I went to a writer’s retreat last week, an incubated three days in a think tank with writers, authors, editors, and influencers. It was everything I wanted and needed that I didn’t know I was missing in my life. I acquired pages and pages of notes and ideas and conversations over hours and wine and appetizers with new friends.
Bekah was my roommate, and she’s a darling firecracker in a little tiny frame full of big ideas.
She released her first book earlier this year, a memoir called Almost There, about her life on the move as a military wife.
She wrote this flawless prose about finding your home even when it’s forever a changing address, about learning what to take with you, what to leave behind, and how to really live from a place deep inside you. I read her book before I met her, and she taught me so much about the tribe of military wives, what re-entry looks like for soldiers and their families. She has this style that’s easy and poetic, and then all of a sudden she hits me with humor that punches me in the face quite unexpectedly. I love her writing.
Bekah has a three-year-old little girl, a one-year-old little boy, and a baby on the way. (Kudos to the girl who released a book in the middle of that season, right?)

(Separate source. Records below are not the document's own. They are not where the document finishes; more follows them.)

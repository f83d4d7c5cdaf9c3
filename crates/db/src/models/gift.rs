//! Gift entity model and DTOs.

use giftlist_core::types::{DbId, Timestamp};
use rust_decimal::Decimal;
use serde::{Deserialize, Serialize};
use sqlx::FromRow;

/// A row from the `gifts` table.
///
/// Invariant (also enforced by a check constraint): `purchased = false`
/// implies `purchase_date` is null. The purchase date is stamped and cleared
/// server-side by [`crate::repositories::GiftRepo::set_purchased`].
#[derive(Debug, Clone, FromRow, Serialize)]
pub struct Gift {
    pub id: DbId,
    pub loved_one_id: DbId,
    pub event_id: Option<DbId>,
    pub name: String,
    pub description: Option<String>,
    pub price: Option<Decimal>,
    pub purchased: bool,
    pub purchase_date: Option<Timestamp>,
    pub store: Option<String>,
    pub url: Option<String>,
    pub notes: Option<String>,
    pub created_at: Timestamp,
    pub updated_at: Timestamp,
}

/// DTO for creating a new gift idea. Gifts always start unpurchased.
#[derive(Debug, Deserialize)]
pub struct CreateGift {
    pub event_id: Option<DbId>,
    pub name: String,
    pub description: Option<String>,
    pub price: Option<Decimal>,
    pub store: Option<String>,
    pub url: Option<String>,
    pub notes: Option<String>,
}

/// DTO for updating an existing gift. All fields are optional; the purchase
/// state is changed through the dedicated purchase toggle, not here.
#[derive(Debug, Deserialize)]
pub struct UpdateGift {
    pub event_id: Option<DbId>,
    pub name: Option<String>,
    pub description: Option<String>,
    pub price: Option<Decimal>,
    pub store: Option<String>,
    pub url: Option<String>,
    pub notes: Option<String>,
}
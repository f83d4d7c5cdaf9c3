//! Route definitions for loved ones and their nested resources.
//!
//! ```text
//! GET  /{id}                  -> get_detail
//! GET  /{id}/gifts            -> gift::list_for_person
//! POST /{id}/gifts            -> gift::create
//! GET  /{id}/budget-limits    -> budget_limit::list_for_person
//! POST /{id}/budget-limits    -> budget_limit::create
//! ```

use axum::routing::get;
use axum::Router;

use crate::handlers::{budget_limit, gift, person};
use crate::state::AppState;

pub fn router() -> Router<AppState> {
    Router::new()
        .route("/{id}", get(person::get_detail))
        .route(
            "/{id}/gifts",
            get(gift::list_for_person).post(gift::create),
        )
        .route(
            "/{id}/budget-limits",
            get(budget_limit::list_for_person).post(budget_limit::create),
        )
}
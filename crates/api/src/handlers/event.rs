//! Handlers for family events (`/families/{id}/events`).

use axum::extract::{Path, State};
use axum::http::StatusCode;
use axum::Json;
use giftlist_core::types::DbId;
use giftlist_core::validation::validate_required;
use giftlist_db::models::event::{CreateEvent, Event};
use giftlist_db::repositories::{EventRepo, FamilyRepo};

use crate::error::AppResult;
use crate::handlers::family::forbidden_family;
use crate::middleware::auth::AuthUser;
use crate::state::AppState;

/// POST /api/families/{id}/events
pub async fn create(
    State(state): State<AppState>,
    user: AuthUser,
    Path(family_id): Path<DbId>,
    Json(input): Json<CreateEvent>,
) -> AppResult<(StatusCode, Json<Event>)> {
    FamilyRepo::find_owned(&state.pool, family_id, user.user_id)
        .await?
        .ok_or_else(|| forbidden_family(family_id, &user))?;

    validate_required("name", &input.name)?;
    let event = EventRepo::create(&state.pool, family_id, &input).await?;
    Ok((StatusCode::CREATED, Json(event)))
}

/// GET /api/families/{id}/events
pub async fn list_for_family(
    State(state): State<AppState>,
    user: AuthUser,
    Path(family_id): Path<DbId>,
) -> AppResult<Json<Vec<Event>>> {
    FamilyRepo::find_owned(&state.pool, family_id, user.user_id)
        .await?
        .ok_or_else(|| forbidden_family(family_id, &user))?;

    let events = EventRepo::list_for_family(&state.pool, family_id).await?;
    Ok(Json(events))
}
//! Handler for the gift-suggestion chat endpoint.
//!
//! The flow is a single-shot pipeline: authenticate, verify ownership of
//! the requested person, aggregate their profile and gift history, compose
//! the system instruction, call the completion provider once, relay the
//! reply. Nothing is persisted and nothing is cached: each request rebuilds
//! its context from storage, and ownership is re-checked on every turn.
//! If the caller disconnects mid-request the provider call runs to
//! completion on a best-effort basis; its result is discarded.

use axum::extract::rejection::JsonRejection;
use axum::extract::State;
use axum::Json;
use giftlist_core::error::CoreError;
use giftlist_core::suggestion::{self, GiftHistoryItem, PersonProfile};
use giftlist_core::types::DbId;
use giftlist_db::models::gift::Gift;
use giftlist_db::models::person::Person;
use giftlist_db::repositories::{GiftRepo, PersonRepo};
use serde::{Deserialize, Serialize};

use crate::error::{AppError, AppResult};
use crate::middleware::auth::AuthUser;
use crate::state::AppState;

/// Request body for `POST /api/chat`.
#[derive(Debug, Deserialize)]
#[serde(rename_all = "camelCase")]
pub struct ChatRequest {
    pub person_id: DbId,
    pub message: String,
}

/// Success response: the generated suggestion text.
#[derive(Debug, Serialize)]
pub struct ChatResponse {
    pub response: String,
}

/// POST /api/chat
///
/// The `AuthUser` extractor runs before the body is read, so an
/// unauthenticated request is rejected with 401 before any data is touched.
pub async fn suggest(
    State(state): State<AppState>,
    user: AuthUser,
    payload: Result<Json<ChatRequest>, JsonRejection>,
) -> AppResult<Json<ChatResponse>> {
    // A malformed body is treated like any other failure inside the flow:
    // the caller sees the generic internal error, the detail is logged.
    let Json(input) = payload
        .map_err(|e| AppError::InternalError(format!("Invalid chat request body: {e}")))?;

    // 1. Ownership guard. A missing person and a person owned by someone
    //    else are indistinguishable; neither reaches the prompt.
    let person = PersonRepo::find_owned(&state.pool, input.person_id, user.user_id)
        .await?
        .ok_or_else(|| {
            AppError::Core(CoreError::Forbidden(format!(
                "Person {} is not accessible to user {}",
                input.person_id, user.user_id
            )))
        })?;

    // 2. Aggregate the gift history, newest first.
    let gifts = GiftRepo::list_for_person(&state.pool, person.id).await?;

    // 3. Compose the system instruction and invoke the provider once.
    let prompt = suggestion::system_prompt(&profile_of(&person), &history_of(&gifts));
    let reply = state.completion.complete(&prompt, &input.message).await?;

    Ok(Json(ChatResponse { response: reply }))
}

/// Map a stored person row onto the suggestion profile.
fn profile_of(person: &Person) -> PersonProfile {
    PersonProfile {
        name: person.name.clone(),
        birth_date: person.birth_date,
        interests: person.interests.clone().unwrap_or_default(),
        hobbies: person.hobbies.clone().unwrap_or_default(),
        clothing_size: person.clothing_size.clone(),
        shoe_size: person.shoe_size.clone(),
        favorite_colors: person.favorite_colors.clone().unwrap_or_default(),
        notes: person.notes.clone(),
    }
}

/// Map stored gift rows onto history items, preserving their order.
fn history_of(gifts: &[Gift]) -> Vec<GiftHistoryItem> {
    gifts
        .iter()
        .map(|gift| GiftHistoryItem {
            name: gift.name.clone(),
            description: gift.description.clone(),
        })
        .collect()
}
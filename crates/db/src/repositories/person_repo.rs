//! Repository for the `loved_ones` table.

use giftlist_core::types::DbId;
use sqlx::PgPool;

use crate::models::person::{CreatePerson, Person};

/// Column list shared across queries to avoid repetition. Columns are
/// qualified with the `loved_ones` alias so the ownership join can reuse it.
const COLUMNS: &str = "l.id, l.family_id, l.name, l.birth_date, l.interests, l.hobbies, \
                       l.clothing_size, l.shoe_size, l.favorite_colors, l.notes, \
                       l.created_at, l.updated_at";

/// Provides owner-scoped CRUD operations for loved ones.
pub struct PersonRepo;

impl PersonRepo {
    /// Insert a new loved one under a family, returning the created row.
    ///
    /// Callers must have already verified family ownership; this method
    /// trusts the `family_id` it is given.
    pub async fn create(
        pool: &PgPool,
        family_id: DbId,
        input: &CreatePerson,
    ) -> Result<Person, sqlx::Error> {
        let query = format!(
            "INSERT INTO loved_ones AS l
                 (family_id, name, birth_date, interests, hobbies,
                  clothing_size, shoe_size, favorite_colors, notes)
             VALUES ($1, $2, $3, $4, $5, $6, $7, $8, $9)
             RETURNING {COLUMNS}"
        );
        sqlx::query_as::<_, Person>(&query)
            .bind(family_id)
            .bind(&input.name)
            .bind(input.birth_date)
            .bind(&input.interests)
            .bind(&input.hobbies)
            .bind(&input.clothing_size)
            .bind(&input.shoe_size)
            .bind(&input.favorite_colors)
            .bind(&input.notes)
            .fetch_one(pool)
            .await
    }

    /// List the loved ones of a family, newest first.
    pub async fn list_for_family(
        pool: &PgPool,
        family_id: DbId,
    ) -> Result<Vec<Person>, sqlx::Error> {
        let query = format!(
            "SELECT {COLUMNS} FROM loved_ones l
             WHERE l.family_id = $1
             ORDER BY l.created_at DESC"
        );
        sqlx::query_as::<_, Person>(&query)
            .bind(family_id)
            .fetch_all(pool)
            .await
    }

    /// Find a loved one by id, but only when their family is owned by the
    /// given user.
    ///
    /// This is the ownership guard used by every person-scoped route,
    /// including the suggestion chat: the row is joined to its family and
    /// filtered on the owner, so a missing person and a person owned by
    /// someone else both come back as `None`.
    pub async fn find_owned(
        pool: &PgPool,
        id: DbId,
        owner_user_id: DbId,
    ) -> Result<Option<Person>, sqlx::Error> {
        let query = format!(
            "SELECT {COLUMNS} FROM loved_ones l
             JOIN families f ON f.id = l.family_id
             WHERE l.id = $1 AND f.owner_user_id = $2"
        );
        sqlx::query_as::<_, Person>(&query)
            .bind(id)
            .bind(owner_user_id)
            .fetch_optional(pool)
            .await
    }
}
//! Deterministic assembly of the gift-suggestion prompt.
//!
//! Builds the natural-language context block describing a person, the
//! itemized gift-history block, and the final system instruction sent to
//! the completion provider. This is a pure serialization step: for the same
//! person + gift snapshot the output is byte-identical.

use chrono::NaiveDate;

/// Profile attributes of a person, as fed into the context block.
///
/// Fields that are `None`, blank, or an empty sequence are omitted from the
/// rendered context entirely (no blank lines, no empty lists).
#[derive(Debug, Clone, Default)]
pub struct PersonProfile {
    pub name: String,
    pub birth_date: Option<NaiveDate>,
    pub interests: Vec<String>,
    pub hobbies: Vec<String>,
    pub clothing_size: Option<String>,
    pub shoe_size: Option<String>,
    pub favorite_colors: Vec<String>,
    pub notes: Option<String>,
}

/// One prior gift, as rendered into the gift-history block.
#[derive(Debug, Clone)]
pub struct GiftHistoryItem {
    pub name: String,
    pub description: Option<String>,
}

/// Fixed preamble establishing the assistant role.
const PREAMBLE: &str = "Jsi pomocník pro návrhy dárků. \
                        Pomáháš uživatelům vybrat vhodný dárek pro jejich blízké.";

/// Fixed directive: flag suggestions that duplicate a prior gift and offer
/// an alternative.
const DUPLICATE_DIRECTIVE: &str = "DŮLEŽITÉ: Pokud navrhuješ dárek, který je podobný \
                                   nějakému z historie, upozorni na to uživatele a navrhni alternativu.";

/// Fixed closing tone instruction.
const TONE_DIRECTIVE: &str = "Odpovídej v češtině, buď přátelský a nápomocný.";

/// Render the profile context block, one `Label: value` line per populated
/// field. Lines appear in a fixed order; absent fields produce no line.
/// Sequence fields are joined with `", "`.
pub fn person_context(profile: &PersonProfile) -> String {
    let mut lines = vec![format!("Jméno: {}", profile.name)];

    if let Some(birth_date) = profile.birth_date {
        lines.push(format!("Datum narození: {birth_date}"));
    }
    if !profile.interests.is_empty() {
        lines.push(format!("Zájmy: {}", profile.interests.join(", ")));
    }
    if !profile.hobbies.is_empty() {
        lines.push(format!("Koníčky: {}", profile.hobbies.join(", ")));
    }
    if let Some(size) = non_blank(&profile.clothing_size) {
        lines.push(format!("Velikost oblečení: {size}"));
    }
    if let Some(size) = non_blank(&profile.shoe_size) {
        lines.push(format!("Velikost bot: {size}"));
    }
    if !profile.favorite_colors.is_empty() {
        lines.push(format!(
            "Oblíbené barvy: {}",
            profile.favorite_colors.join(", ")
        ));
    }
    if let Some(notes) = non_blank(&profile.notes) {
        lines.push(format!("Poznámky: {notes}"));
    }

    lines.join("\n")
}

/// Render the gift-history block, or `None` when there are no gifts.
///
/// The block preserves the caller-supplied order (the person detail view
/// loads gifts newest first) and renders one `- name` line per gift, with
/// `: description` appended when present.
pub fn gift_history(gifts: &[GiftHistoryItem]) -> Option<String> {
    if gifts.is_empty() {
        return None;
    }

    let lines: Vec<String> = gifts
        .iter()
        .map(|gift| match gift.description.as_deref() {
            Some(description) if !description.is_empty() => {
                format!("- {}: {}", gift.name, description)
            }
            _ => format!("- {}", gift.name),
        })
        .collect();

    Some(format!("Historie dárků:\n{}", lines.join("\n")))
}

/// Compose the full system instruction for the completion provider.
///
/// Concatenates the fixed preamble, the profile context, the gift-history
/// block (when present), and the duplicate-gift directive. The caller's
/// free-text message is passed to the provider separately as the user role;
/// it is never merged into this string.
pub fn system_prompt(profile: &PersonProfile, gifts: &[GiftHistoryItem]) -> String {
    let context = person_context(profile);
    let history = match gift_history(gifts) {
        Some(block) => format!("\n\n{block}"),
        None => String::new(),
    };

    format!(
        "{PREAMBLE}\n\nMáš k dispozici tyto informace o osobě:\n{context}{history}\n\n\
         {DUPLICATE_DIRECTIVE}\n\n{TONE_DIRECTIVE}"
    )
}

/// `Some(value)` only when the optional string is present and non-blank.
fn non_blank(value: &Option<String>) -> Option<&str> {
    value.as_deref().filter(|s| !s.trim().is_empty())
}
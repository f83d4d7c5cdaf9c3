//! Input validation helpers shared by the API layer.

use validator::ValidateEmail;

use crate::error::CoreError;

/// Minimum accepted password length for new accounts.
pub const MIN_PASSWORD_LENGTH: usize = 8;

/// Validate an email address (RFC 5322 syntax via the `validator` crate).
pub fn validate_email(email: &str) -> Result<(), CoreError> {
    if email.validate_email() {
        Ok(())
    } else {
        Err(CoreError::Validation("Invalid email address".into()))
    }
}

/// Validate that a required text field is present and non-blank.
pub fn validate_required(field: &'static str, value: &str) -> Result<(), CoreError> {
    if value.trim().is_empty() {
        return Err(CoreError::Validation(format!("{field} must not be empty")));
    }
    Ok(())
}

/// Validate that a password meets minimum strength requirements.
pub fn validate_password(password: &str) -> Result<(), CoreError> {
    if password.len() < MIN_PASSWORD_LENGTH {
        return Err(CoreError::Validation(format!(
            "Password must be at least {MIN_PASSWORD_LENGTH} characters long"
        )));
    }
    Ok(())
}

#[cfg(test)]
mod tests {
    use super::*;

    #[test]
    fn accepts_valid_email() {
        assert!(validate_email("jana@example.com").is_ok());
    }

    #[test]
    fn rejects_invalid_email() {
        assert!(validate_email("not-an-email").is_err());
        assert!(validate_email("").is_err());
    }

    #[test]
    fn rejects_blank_required_field() {
        assert!(validate_required("name", "   ").is_err());
        assert!(validate_required("name", "Babička").is_ok());
    }

    #[test]
    fn rejects_short_password() {
        assert!(validate_password("short").is_err());
        assert!(validate_password("long-enough-password").is_ok());
    }
}
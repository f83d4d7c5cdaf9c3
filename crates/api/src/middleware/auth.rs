//! JWT-based authentication extractor for Axum handlers.

use axum::extract::FromRequestParts;
use axum::http::request::Parts;
use giftlist_core::error::CoreError;
use giftlist_core::types::DbId;

use crate::auth::jwt::validate_token;
use crate::error::AppError;
use crate::state::AppState;

/// Authenticated user extracted from a JWT Bearer token in the
/// `Authorization` header.
///
/// Use this as an extractor parameter in any handler that requires
/// authentication. Extraction fails with 401 before the request body is
/// read, so unauthenticated requests never touch application data.
///
/// ```ignore
/// async fn my_handler(user: AuthUser) -> AppResult<Json<()>> {
///     tracing::info!(user_id = %user.user_id, "handling request");
///     Ok(Json(()))
/// }
/// ```
#[derive(Debug, Clone)]
pub struct AuthUser {
    /// The user's internal database id (from `claims.sub`).
    pub user_id: DbId,
}

impl FromRequestParts<AppState> for AuthUser {
    type Rejection = AppError;

    async fn from_request_parts(
        parts: &mut Parts,
        state: &AppState,
    ) -> Result<Self, Self::Rejection> {
        let auth_header = parts
            .headers
            .get("authorization")
            .and_then(|v| v.to_str().ok())
            .ok_or_else(|| {
                AppError::Core(CoreError::Unauthorized(
                    "Missing Authorization header".into(),
                ))
            })?;

        let token = auth_header.strip_prefix("Bearer ").ok_or_else(|| {
            AppError::Core(CoreError::Unauthorized(
                "Invalid Authorization format. Expected: Bearer <token>".into(),
            ))
        })?;

        let claims = validate_token(token, &state.config.jwt).map_err(|_| {
            AppError::Core(CoreError::Unauthorized("Invalid or expired token".into()))
        })?;

        Ok(AuthUser {
            user_id: claims.sub,
        })
    }
}
//! Repository for the `person_budget_limits` table.

use giftlist_core::types::DbId;
use sqlx::PgPool;

use crate::models::budget_limit::{BudgetLimit, CreateBudgetLimit};

/// Column list shared across queries to avoid repetition.
const COLUMNS: &str = "id, loved_one_id, event_id, budget_limit, created_at, updated_at";

/// Provides CRUD operations for per-person budget limits.
pub struct BudgetLimitRepo;

impl BudgetLimitRepo {
    /// Insert a new budget limit for a loved one, returning the created row.
    ///
    /// Callers must have already verified ownership of the loved one.
    pub async fn create(
        pool: &PgPool,
        loved_one_id: DbId,
        input: &CreateBudgetLimit,
    ) -> Result<BudgetLimit, sqlx::Error> {
        let query = format!(
            "INSERT INTO person_budget_limits (loved_one_id, event_id, budget_limit)
             VALUES ($1, $2, $3)
             RETURNING {COLUMNS}"
        );
        sqlx::query_as::<_, BudgetLimit>(&query)
            .bind(loved_one_id)
            .bind(input.event_id)
            .bind(input.budget_limit)
            .fetch_one(pool)
            .await
    }

    /// List a loved one's budget limits, general ceiling first, then
    /// event-scoped limits by creation time.
    pub async fn list_for_person(
        pool: &PgPool,
        loved_one_id: DbId,
    ) -> Result<Vec<BudgetLimit>, sqlx::Error> {
        let query = format!(
            "SELECT {COLUMNS} FROM person_budget_limits
             WHERE loved_one_id = $1
             ORDER BY event_id NULLS FIRST, created_at"
        );
        sqlx::query_as::<_, BudgetLimit>(&query)
            .bind(loved_one_id)
            .fetch_all(pool)
            .await
    }
}
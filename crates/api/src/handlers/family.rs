//! Handlers for the `/families` resource.

use axum::extract::{Path, State};
use axum::http::StatusCode;
use axum::Json;
use giftlist_core::error::CoreError;
use giftlist_core::types::DbId;
use giftlist_core::validation::validate_required;
use giftlist_db::models::family::{CreateFamily, Family};
use giftlist_db::repositories::FamilyRepo;

use crate::error::{AppError, AppResult};
use crate::middleware::auth::AuthUser;
use crate::state::AppState;

/// POST /api/families
pub async fn create(
    State(state): State<AppState>,
    user: AuthUser,
    Json(input): Json<CreateFamily>,
) -> AppResult<(StatusCode, Json<Family>)> {
    validate_required("name", &input.name)?;
    let family = FamilyRepo::create(&state.pool, user.user_id, &input).await?;
    Ok((StatusCode::CREATED, Json(family)))
}

/// GET /api/families
pub async fn list(State(state): State<AppState>, user: AuthUser) -> AppResult<Json<Vec<Family>>> {
    let families = FamilyRepo::list_for_owner(&state.pool, user.user_id).await?;
    Ok(Json(families))
}

/// GET /api/families/{id}
pub async fn get_by_id(
    State(state): State<AppState>,
    user: AuthUser,
    Path(id): Path<DbId>,
) -> AppResult<Json<Family>> {
    let family = FamilyRepo::find_owned(&state.pool, id, user.user_id)
        .await?
        .ok_or_else(|| forbidden_family(id, &user))?;
    Ok(Json(family))
}

/// Build the error for a family that is missing or owned by someone else.
/// The two cases are deliberately indistinguishable to the caller.
pub(crate) fn forbidden_family(id: DbId, user: &AuthUser) -> AppError {
    AppError::Core(CoreError::Forbidden(format!(
        "Family {id} is not accessible to user {}",
        user.user_id
    )))
}
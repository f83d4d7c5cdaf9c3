//! Handlers for loved ones (`/families/{id}/persons`, `/persons/{id}`).

use axum::extract::{Path, State};
use axum::http::StatusCode;
use axum::Json;
use giftlist_core::error::CoreError;
use giftlist_core::types::DbId;
use giftlist_core::validation::validate_required;
use giftlist_db::models::budget_limit::BudgetLimit;
use giftlist_db::models::gift::Gift;
use giftlist_db::models::person::{CreatePerson, Person};
use giftlist_db::repositories::{BudgetLimitRepo, FamilyRepo, GiftRepo, PersonRepo};
use serde::Serialize;

use crate::error::{AppError, AppResult};
use crate::handlers::family::forbidden_family;
use crate::middleware::auth::AuthUser;
use crate::state::AppState;

/// Full person detail as shown on the person page: the profile, the gift
/// list (newest first), and any budget limits.
#[derive(Debug, Serialize)]
pub struct PersonDetail {
    pub person: Person,
    pub gifts: Vec<Gift>,
    pub budget_limits: Vec<BudgetLimit>,
}

/// POST /api/families/{id}/persons
pub async fn create(
    State(state): State<AppState>,
    user: AuthUser,
    Path(family_id): Path<DbId>,
    Json(input): Json<CreatePerson>,
) -> AppResult<(StatusCode, Json<Person>)> {
    // The family id comes from the URL; it must resolve through the
    // caller's ownership before anything is written.
    FamilyRepo::find_owned(&state.pool, family_id, user.user_id)
        .await?
        .ok_or_else(|| forbidden_family(family_id, &user))?;

    validate_required("name", &input.name)?;
    let person = PersonRepo::create(&state.pool, family_id, &input).await?;
    Ok((StatusCode::CREATED, Json(person)))
}

/// GET /api/families/{id}/persons
pub async fn list_for_family(
    State(state): State<AppState>,
    user: AuthUser,
    Path(family_id): Path<DbId>,
) -> AppResult<Json<Vec<Person>>> {
    FamilyRepo::find_owned(&state.pool, family_id, user.user_id)
        .await?
        .ok_or_else(|| forbidden_family(family_id, &user))?;

    let persons = PersonRepo::list_for_family(&state.pool, family_id).await?;
    Ok(Json(persons))
}

/// GET /api/persons/{id}
pub async fn get_detail(
    State(state): State<AppState>,
    user: AuthUser,
    Path(id): Path<DbId>,
) -> AppResult<Json<PersonDetail>> {
    let person = PersonRepo::find_owned(&state.pool, id, user.user_id)
        .await?
        .ok_or_else(|| forbidden_person(id, &user))?;

    let gifts = GiftRepo::list_for_person(&state.pool, person.id).await?;
    let budget_limits = BudgetLimitRepo::list_for_person(&state.pool, person.id).await?;

    Ok(Json(PersonDetail {
        person,
        gifts,
        budget_limits,
    }))
}

/// Build the error for a person that is missing or owned by someone else.
/// The two cases are deliberately indistinguishable to the caller.
pub(crate) fn forbidden_person(id: DbId, user: &AuthUser) -> AppError {
    AppError::Core(CoreError::Forbidden(format!(
        "Person {id} is not accessible to user {}",
        user.user_id
    )))
}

She’s in the throes of that dichotomy of loving her children so much that it hurts,
of loving the role but hating the tasks,
of wanting to be with them but dying for a break,
of daily tasks that never ever stay finished,
Of the awareness that it passes so quickly,
and yet the greater awareness that this day is so unbelievably l-o-n-g.
I confessed to her the day I remember saying to my children, “Did you know Mommy is smart?” It wasn’t my finest hour, the day I felt like I had to defend my college degree to my three-year-old. I wanted that season with them, but I also wanted more and bigger. My mind swirled with more and bigger. It’s hard, that season of so constantly belonging next to people who need so endlessly. I remember it so well.
When my children were toddlers, I decided to think of myself as missionary to a foreign land. I created an elaborate metaphor in my mind, wherein I reminded myself that this season called for loving the natives, learning their language, feeding them before they grew restless and agitated, and occasionally negotiating with terrorists.
When my youngest started kindergarten, I felt like I had crossed the biggest finish line of my life. Welcome, furlough.
So I said to Bekah,
“Here’s what you have to know: You will never, ever have less time to yourself than you have right now. You’re trying to do so many things, to love them well but not lose yourself. In this season, everything is a victory – everything. Everything they do, everything you do, and definitely anything you do in the name of finding your writing voice. Celebrate anything, and reward yourself extravagantly and often. Because you will never have less time to yourself than you have right now. It will get easier. I promise.”
Take heart, young moms, fellow missionaries who feel like you’re navigating a foreign wilderness you’ve somehow created. There are so many long miles between the really gratifying moments.
Celebrate everything you can think of. Because everything is a victory.